• What this task involves
In the records below, find the line that contains "fn add_renderable(fixture: &mut" and the line that contains "entity.add_component::<Renderable>();", then retype exactly those two lines and every line between them.
◇ ◇ ◇ ◇
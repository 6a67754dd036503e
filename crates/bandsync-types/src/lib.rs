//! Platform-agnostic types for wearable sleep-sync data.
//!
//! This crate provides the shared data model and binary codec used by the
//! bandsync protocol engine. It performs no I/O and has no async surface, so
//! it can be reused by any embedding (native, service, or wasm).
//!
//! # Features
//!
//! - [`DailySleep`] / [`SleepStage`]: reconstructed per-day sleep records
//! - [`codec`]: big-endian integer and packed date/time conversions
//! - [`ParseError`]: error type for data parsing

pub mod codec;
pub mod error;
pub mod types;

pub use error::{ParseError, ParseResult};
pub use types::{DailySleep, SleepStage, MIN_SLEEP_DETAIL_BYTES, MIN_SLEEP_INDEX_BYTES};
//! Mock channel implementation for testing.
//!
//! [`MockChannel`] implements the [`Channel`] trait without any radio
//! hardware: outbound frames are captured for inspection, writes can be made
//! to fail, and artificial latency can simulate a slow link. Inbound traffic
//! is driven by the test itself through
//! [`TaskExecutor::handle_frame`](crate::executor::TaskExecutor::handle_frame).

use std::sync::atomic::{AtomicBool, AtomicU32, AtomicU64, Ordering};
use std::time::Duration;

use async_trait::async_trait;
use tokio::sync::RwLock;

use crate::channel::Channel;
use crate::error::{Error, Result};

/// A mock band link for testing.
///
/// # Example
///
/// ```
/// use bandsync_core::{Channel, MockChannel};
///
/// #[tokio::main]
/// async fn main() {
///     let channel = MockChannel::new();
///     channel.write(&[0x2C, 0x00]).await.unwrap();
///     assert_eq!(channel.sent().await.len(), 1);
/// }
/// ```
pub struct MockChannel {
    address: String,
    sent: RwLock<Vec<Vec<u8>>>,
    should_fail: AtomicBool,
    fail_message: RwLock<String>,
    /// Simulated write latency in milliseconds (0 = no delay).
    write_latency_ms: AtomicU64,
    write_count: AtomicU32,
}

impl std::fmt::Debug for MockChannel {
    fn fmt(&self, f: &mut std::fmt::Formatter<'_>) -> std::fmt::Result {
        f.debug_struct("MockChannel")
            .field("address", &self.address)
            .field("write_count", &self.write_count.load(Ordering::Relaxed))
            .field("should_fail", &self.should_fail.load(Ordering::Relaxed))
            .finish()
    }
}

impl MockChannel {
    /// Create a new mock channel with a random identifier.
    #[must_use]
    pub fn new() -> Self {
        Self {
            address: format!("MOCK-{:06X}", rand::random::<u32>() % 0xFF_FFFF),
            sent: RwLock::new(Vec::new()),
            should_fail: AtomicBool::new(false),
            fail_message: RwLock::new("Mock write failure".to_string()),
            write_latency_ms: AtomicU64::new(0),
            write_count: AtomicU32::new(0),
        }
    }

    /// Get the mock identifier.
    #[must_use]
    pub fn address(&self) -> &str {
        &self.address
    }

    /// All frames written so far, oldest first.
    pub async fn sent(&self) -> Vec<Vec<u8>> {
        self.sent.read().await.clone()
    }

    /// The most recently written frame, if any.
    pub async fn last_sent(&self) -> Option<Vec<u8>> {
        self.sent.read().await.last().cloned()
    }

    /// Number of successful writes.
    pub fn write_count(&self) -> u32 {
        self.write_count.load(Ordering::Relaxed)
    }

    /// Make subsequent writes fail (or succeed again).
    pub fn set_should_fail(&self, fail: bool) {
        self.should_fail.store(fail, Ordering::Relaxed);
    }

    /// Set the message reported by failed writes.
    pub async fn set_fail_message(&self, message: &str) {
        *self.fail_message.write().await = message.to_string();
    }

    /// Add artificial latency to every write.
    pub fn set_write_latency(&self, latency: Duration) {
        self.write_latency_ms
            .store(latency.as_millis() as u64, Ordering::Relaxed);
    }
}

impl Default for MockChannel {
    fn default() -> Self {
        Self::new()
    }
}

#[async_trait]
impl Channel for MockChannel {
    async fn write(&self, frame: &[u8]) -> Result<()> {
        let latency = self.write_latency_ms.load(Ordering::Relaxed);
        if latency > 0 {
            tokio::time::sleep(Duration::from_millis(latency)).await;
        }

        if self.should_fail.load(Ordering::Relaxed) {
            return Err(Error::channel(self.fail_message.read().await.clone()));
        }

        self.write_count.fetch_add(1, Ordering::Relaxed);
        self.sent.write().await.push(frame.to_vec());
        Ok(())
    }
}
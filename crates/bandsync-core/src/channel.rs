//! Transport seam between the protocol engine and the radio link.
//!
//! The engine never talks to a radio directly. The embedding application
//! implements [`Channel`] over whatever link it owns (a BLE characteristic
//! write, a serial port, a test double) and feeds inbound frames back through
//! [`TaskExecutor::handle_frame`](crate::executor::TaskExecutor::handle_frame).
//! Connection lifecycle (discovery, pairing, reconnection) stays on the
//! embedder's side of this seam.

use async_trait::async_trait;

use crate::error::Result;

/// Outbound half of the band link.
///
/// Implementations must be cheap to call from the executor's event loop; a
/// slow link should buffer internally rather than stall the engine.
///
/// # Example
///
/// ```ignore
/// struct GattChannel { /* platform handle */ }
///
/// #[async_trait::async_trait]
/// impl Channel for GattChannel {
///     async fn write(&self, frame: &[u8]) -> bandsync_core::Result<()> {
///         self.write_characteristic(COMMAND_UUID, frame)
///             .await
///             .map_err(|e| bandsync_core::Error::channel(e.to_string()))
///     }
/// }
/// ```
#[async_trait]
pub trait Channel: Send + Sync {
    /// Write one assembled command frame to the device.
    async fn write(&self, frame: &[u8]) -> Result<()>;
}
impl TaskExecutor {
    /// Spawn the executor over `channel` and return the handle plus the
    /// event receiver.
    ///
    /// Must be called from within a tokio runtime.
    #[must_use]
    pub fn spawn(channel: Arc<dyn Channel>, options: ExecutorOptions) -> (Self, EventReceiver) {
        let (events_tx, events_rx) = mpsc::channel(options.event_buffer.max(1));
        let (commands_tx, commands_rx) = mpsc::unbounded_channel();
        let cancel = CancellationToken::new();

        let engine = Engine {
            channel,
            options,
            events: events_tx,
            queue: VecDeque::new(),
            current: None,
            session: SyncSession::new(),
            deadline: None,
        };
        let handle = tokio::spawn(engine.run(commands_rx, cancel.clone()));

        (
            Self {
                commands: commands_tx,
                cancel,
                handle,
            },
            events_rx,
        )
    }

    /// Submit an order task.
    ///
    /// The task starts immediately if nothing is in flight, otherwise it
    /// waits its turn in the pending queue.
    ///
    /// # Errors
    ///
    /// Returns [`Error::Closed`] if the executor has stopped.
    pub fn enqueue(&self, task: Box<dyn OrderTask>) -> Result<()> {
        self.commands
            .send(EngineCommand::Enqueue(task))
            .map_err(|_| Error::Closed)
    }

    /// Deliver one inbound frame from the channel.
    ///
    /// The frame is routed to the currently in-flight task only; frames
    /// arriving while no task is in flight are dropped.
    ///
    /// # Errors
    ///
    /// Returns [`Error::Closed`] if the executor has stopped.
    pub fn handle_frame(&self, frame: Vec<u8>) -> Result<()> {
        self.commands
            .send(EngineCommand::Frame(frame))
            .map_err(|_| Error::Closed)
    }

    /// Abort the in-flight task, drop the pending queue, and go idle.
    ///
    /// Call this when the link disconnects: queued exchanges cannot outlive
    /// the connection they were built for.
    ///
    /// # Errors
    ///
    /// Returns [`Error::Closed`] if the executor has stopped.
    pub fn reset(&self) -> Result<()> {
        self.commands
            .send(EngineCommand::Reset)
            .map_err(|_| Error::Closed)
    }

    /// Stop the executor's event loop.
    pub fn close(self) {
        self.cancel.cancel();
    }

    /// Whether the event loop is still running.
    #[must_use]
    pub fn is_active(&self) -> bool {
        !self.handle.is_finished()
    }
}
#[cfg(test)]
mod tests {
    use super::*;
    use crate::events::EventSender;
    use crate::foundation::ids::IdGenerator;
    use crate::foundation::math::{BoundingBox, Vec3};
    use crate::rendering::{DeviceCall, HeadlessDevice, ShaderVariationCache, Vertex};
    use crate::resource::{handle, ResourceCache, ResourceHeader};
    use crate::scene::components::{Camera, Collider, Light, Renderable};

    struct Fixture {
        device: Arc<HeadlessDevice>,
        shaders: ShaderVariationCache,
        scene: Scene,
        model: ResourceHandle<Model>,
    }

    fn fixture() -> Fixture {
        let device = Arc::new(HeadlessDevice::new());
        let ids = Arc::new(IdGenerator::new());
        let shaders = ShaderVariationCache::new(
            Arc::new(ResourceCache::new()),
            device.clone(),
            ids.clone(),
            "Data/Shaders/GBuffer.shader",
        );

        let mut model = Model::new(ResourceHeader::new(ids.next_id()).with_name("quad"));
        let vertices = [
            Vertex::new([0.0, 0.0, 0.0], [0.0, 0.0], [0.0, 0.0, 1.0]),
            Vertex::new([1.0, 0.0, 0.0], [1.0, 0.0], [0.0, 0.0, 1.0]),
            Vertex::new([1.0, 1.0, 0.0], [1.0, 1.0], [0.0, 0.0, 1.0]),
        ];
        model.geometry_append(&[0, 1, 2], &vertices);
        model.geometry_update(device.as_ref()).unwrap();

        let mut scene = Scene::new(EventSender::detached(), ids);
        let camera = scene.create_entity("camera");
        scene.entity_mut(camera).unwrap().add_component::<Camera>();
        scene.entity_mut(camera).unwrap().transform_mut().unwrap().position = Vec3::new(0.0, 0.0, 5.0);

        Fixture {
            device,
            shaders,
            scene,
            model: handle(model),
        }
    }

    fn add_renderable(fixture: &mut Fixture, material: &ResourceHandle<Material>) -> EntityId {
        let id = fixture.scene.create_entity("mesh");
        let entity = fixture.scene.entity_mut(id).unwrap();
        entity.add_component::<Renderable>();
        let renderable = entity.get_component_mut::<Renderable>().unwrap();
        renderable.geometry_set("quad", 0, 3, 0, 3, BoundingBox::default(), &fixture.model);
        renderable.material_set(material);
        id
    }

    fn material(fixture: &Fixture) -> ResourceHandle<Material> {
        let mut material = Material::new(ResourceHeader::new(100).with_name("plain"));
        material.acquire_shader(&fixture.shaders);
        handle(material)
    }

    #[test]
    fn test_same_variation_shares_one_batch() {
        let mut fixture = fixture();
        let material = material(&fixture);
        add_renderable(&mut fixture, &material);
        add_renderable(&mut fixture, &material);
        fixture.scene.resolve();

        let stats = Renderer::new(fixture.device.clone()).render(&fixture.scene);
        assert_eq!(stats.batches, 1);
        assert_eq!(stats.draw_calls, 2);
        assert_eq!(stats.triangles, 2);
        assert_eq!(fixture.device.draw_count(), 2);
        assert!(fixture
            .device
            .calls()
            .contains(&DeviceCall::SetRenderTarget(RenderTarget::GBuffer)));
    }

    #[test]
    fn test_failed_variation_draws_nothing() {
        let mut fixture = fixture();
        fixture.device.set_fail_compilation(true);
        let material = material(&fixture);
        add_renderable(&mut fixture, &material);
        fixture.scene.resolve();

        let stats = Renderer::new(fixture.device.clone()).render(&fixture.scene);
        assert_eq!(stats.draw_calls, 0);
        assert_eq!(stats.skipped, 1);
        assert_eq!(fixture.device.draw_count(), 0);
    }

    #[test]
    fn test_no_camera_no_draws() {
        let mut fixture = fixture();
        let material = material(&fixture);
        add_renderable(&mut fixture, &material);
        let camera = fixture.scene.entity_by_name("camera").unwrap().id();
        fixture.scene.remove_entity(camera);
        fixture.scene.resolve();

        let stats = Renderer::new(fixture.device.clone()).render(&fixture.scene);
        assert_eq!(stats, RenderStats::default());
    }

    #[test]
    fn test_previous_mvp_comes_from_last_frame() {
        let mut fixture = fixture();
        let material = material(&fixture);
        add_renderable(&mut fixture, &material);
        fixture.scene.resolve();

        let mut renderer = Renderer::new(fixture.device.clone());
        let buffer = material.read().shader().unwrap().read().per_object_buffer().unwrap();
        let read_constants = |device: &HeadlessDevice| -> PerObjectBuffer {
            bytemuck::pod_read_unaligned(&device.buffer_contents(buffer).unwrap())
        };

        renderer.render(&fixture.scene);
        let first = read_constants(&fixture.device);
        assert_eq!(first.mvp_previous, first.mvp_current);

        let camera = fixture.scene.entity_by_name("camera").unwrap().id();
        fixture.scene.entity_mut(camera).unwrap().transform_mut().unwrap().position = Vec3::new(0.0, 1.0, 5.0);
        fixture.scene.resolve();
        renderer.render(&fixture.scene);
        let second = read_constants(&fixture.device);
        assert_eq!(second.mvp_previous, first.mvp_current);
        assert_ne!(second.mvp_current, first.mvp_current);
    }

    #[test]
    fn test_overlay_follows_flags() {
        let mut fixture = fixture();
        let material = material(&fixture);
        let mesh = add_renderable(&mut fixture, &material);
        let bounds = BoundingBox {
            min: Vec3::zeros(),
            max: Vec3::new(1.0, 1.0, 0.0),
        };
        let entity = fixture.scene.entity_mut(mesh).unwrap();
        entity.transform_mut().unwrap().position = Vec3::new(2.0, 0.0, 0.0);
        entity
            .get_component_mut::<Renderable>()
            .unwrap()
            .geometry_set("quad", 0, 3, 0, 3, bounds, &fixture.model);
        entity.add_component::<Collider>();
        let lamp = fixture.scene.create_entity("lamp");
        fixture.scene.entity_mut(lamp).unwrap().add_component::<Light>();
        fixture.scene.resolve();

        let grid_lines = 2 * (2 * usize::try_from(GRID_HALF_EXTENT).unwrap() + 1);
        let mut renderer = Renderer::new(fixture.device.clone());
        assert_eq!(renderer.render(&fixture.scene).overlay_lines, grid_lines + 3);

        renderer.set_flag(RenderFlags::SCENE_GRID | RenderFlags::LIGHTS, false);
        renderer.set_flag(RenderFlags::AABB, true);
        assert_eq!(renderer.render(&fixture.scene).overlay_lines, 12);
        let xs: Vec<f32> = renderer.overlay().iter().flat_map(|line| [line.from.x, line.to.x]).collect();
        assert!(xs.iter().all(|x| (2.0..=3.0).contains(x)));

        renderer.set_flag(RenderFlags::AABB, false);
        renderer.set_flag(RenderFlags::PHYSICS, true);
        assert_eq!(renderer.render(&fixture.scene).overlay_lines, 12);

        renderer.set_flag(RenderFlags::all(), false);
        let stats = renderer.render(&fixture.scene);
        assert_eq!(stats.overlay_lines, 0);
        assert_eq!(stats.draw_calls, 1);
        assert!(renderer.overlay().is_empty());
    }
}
◇ ◇ ◇ ◇
• Expected answer
    fn add_renderable(fixture: &mut Fixture, material: &ResourceHandle<Material>) -> EntityId {
        let id = fixture.scene.create_entity("mesh");
        let entity = fixture.scene.entity_mut(id).unwrap();
        entity.add_component::<Renderable>();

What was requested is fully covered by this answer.